Task to carry out →
When "admin" occurs in a line of the material, copy that line.
#####
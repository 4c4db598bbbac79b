use axum::{
    Extension, Json,
    extract::{Path, State},
};
use sea_orm::{EntityTrait, ModelTrait};
use serde::Serialize;
use utoipa::ToSchema;

use crate::{
    entity::user, error::ApiError, forbidden, middleware::jwt::AppUser, not_found,
    state::AppState,
};

#[derive(Debug, Serialize, ToSchema)]
pub struct DeleteUserResponse {
    pub success: bool,
    pub message: String,
}

#[utoipa::path(
    delete,
    path = "/admin/users/{user_id}",
    tag = "admin",
    responses(
        (status = 200, description = "Account removed", body = DeleteUserResponse),
        (status = 403, description = "Superuser accounts cannot be removed"),
        (status = 404, description = "No such account")
    ),
    security(("bearer_auth" = []))
)]
#[tracing::instrument(name = "DELETE /admin/users/{user_id}", skip(state, user))]
pub async fn delete_user(
    State(state): State<AppState>,
    Extension(user): Extension<AppUser>,
    Path(user_id): Path<i32>,
) -> Result<Json<DeleteUserResponse>, ApiError> {
    user.require_staff()?;

    let account = user::Entity::find_by_id(user_id)
        .one(&state.db)
        .await?
        .ok_or_else(|| not_found!("User {} not found", user_id))?;

    if account.is_superuser {
        return Err(forbidden!("Superuser accounts cannot be removed"));
    }

    let username = account.username.clone();
    account.delete(&state.db).await?;

    Ok(Json(DeleteUserResponse {
        success: true,
        message: format!("User {} removed", username),
    }))
}

#[cfg(test)]
mod tests {
    use sea_orm::{ActiveModelTrait, Set};

    use super::*;
    use crate::test_support;

    #[tokio::test]
    async fn superusers_survive_deletion_attempts() {
        let db = test_support::setup_db().await;
        let account = test_support::seed_user(&db, "root", true).await;

        let mut active: user::ActiveModel = account.clone().into();
        active.is_superuser = Set(true);
        let account = active.update(&db).await.unwrap();

        assert!(account.is_superuser);
        // The handler refuses before touching the row; deleting a plain
        // account goes through.
        let plain = test_support::seed_user(&db, "alice", false).await;
        plain.delete(&db).await.unwrap();
        assert!(
            user::Entity::find_by_id(account.id)
                .one(&db)
                .await
                .unwrap()
                .is_some()
        );
    }
}
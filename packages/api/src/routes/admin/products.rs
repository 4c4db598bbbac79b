use axum::{
    Router,
    routing::{get, patch},
};
use serde::Deserialize;
use utoipa::ToSchema;

use crate::state::AppState;

pub mod create_product;
pub mod list_products;
pub mod update_product;

pub fn routes() -> Router<AppState> {
    Router::new()
        .route(
            "/",
            get(list_products::list_products).post(create_product::create_product),
        )
        .route("/{product_id}", patch(update_product::update_product))
}

/// Desired stock for one size of a product.
#[derive(Debug, Clone, Copy, Deserialize, ToSchema)]
pub struct SizeQuantity {
    pub size_id: i32,
    pub quantity: i32,
}
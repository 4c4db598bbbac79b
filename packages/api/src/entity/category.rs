//! `SeaORM` Entity for product categories

use sea_orm::entity::prelude::*;
use serde::{Deserialize, Serialize};

#[derive(Clone, Debug, PartialEq, DeriveEntityModel, Serialize, Deserialize)]
#[sea_orm(table_name = "categories")]
pub struct Model {
    #[sea_orm(primary_key)]
    pub id: i32,
    pub name: String,
    /// Hidden categories are excluded from the storefront
    pub hide: bool,
}

#[derive(Copy, Clone, Debug, EnumIter, DeriveRelation)]
pub enum Relation {
    #[sea_orm(has_many = "super::product::Entity")]
    Product,
}

impl Related<super::product::Entity> for Entity {
    fn to() -> RelationDef {
        Relation::Product.def()
    }
}

impl ActiveModelBehavior for ActiveModel {}
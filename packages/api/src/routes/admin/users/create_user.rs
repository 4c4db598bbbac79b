use axum::{Extension, Json, extract::State};
use chrono::Utc;
use sea_orm::{ActiveModelTrait, ColumnTrait, EntityTrait, QueryFilter, Set};
use serde::Deserialize;
use utoipa::ToSchema;

use crate::{
    bad_request,
    entity::user,
    error::ApiError,
    middleware::jwt::AppUser,
    routes::admin::users::hash_password,
    state::AppState,
};

#[derive(Debug, Deserialize, ToSchema)]
pub struct CreateUserRequest {
    pub username: String,
    pub password: String,
    pub email: Option<String>,
}

#[utoipa::path(
    post,
    path = "/admin/users",
    tag = "admin",
    request_body = CreateUserRequest,
    responses(
        (status = 200, description = "Account created"),
        (status = 400, description = "Missing username or password"),
        (status = 409, description = "Username already taken")
    ),
    security(("bearer_auth" = []))
)]
#[tracing::instrument(name = "POST /admin/users", skip(state, user, req))]
pub async fn create_user(
    State(state): State<AppState>,
    Extension(user): Extension<AppUser>,
    Json(req): Json<CreateUserRequest>,
) -> Result<Json<user::Model>, ApiError> {
    user.require_staff()?;

    let username = req.username.trim().to_string();
    if username.is_empty() || req.password.is_empty() {
        return Err(bad_request!("Username and password are required"));
    }

    let existing = user::Entity::find()
        .filter(user::Column::Username.eq(&username))
        .one(&state.db)
        .await?;
    if existing.is_some() {
        return Err(ApiError::conflict("Username already taken"));
    }

    let now = Utc::now().naive_utc();
    let created = user::ActiveModel {
        username: Set(username),
        email: Set(req.email.filter(|e| !e.trim().is_empty())),
        password_hash: Set(hash_password(&req.password)?),
        is_staff: Set(false),
        is_superuser: Set(false),
        created_at: Set(now),
        updated_at: Set(now),
        ..Default::default()
    }
    .insert(&state.db)
    .await?;

    Ok(Json(created))
}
#####
Answer to the exercise →
    path = "/admin/users/{user_id}",
    tag = "admin",
#[tracing::instrument(name = "DELETE /admin/users/{user_id}", skip(state, user))]
filename packages/api/src/routes/admin/products.rs
filename packages/api/src/routes/admin/users/create_user.rs
    routes::admin::users::hash_password,
    path = "/admin/users",
    tag = "admin",
#[tracing::instrument(name = "POST /admin/users", skip(state, user, req))]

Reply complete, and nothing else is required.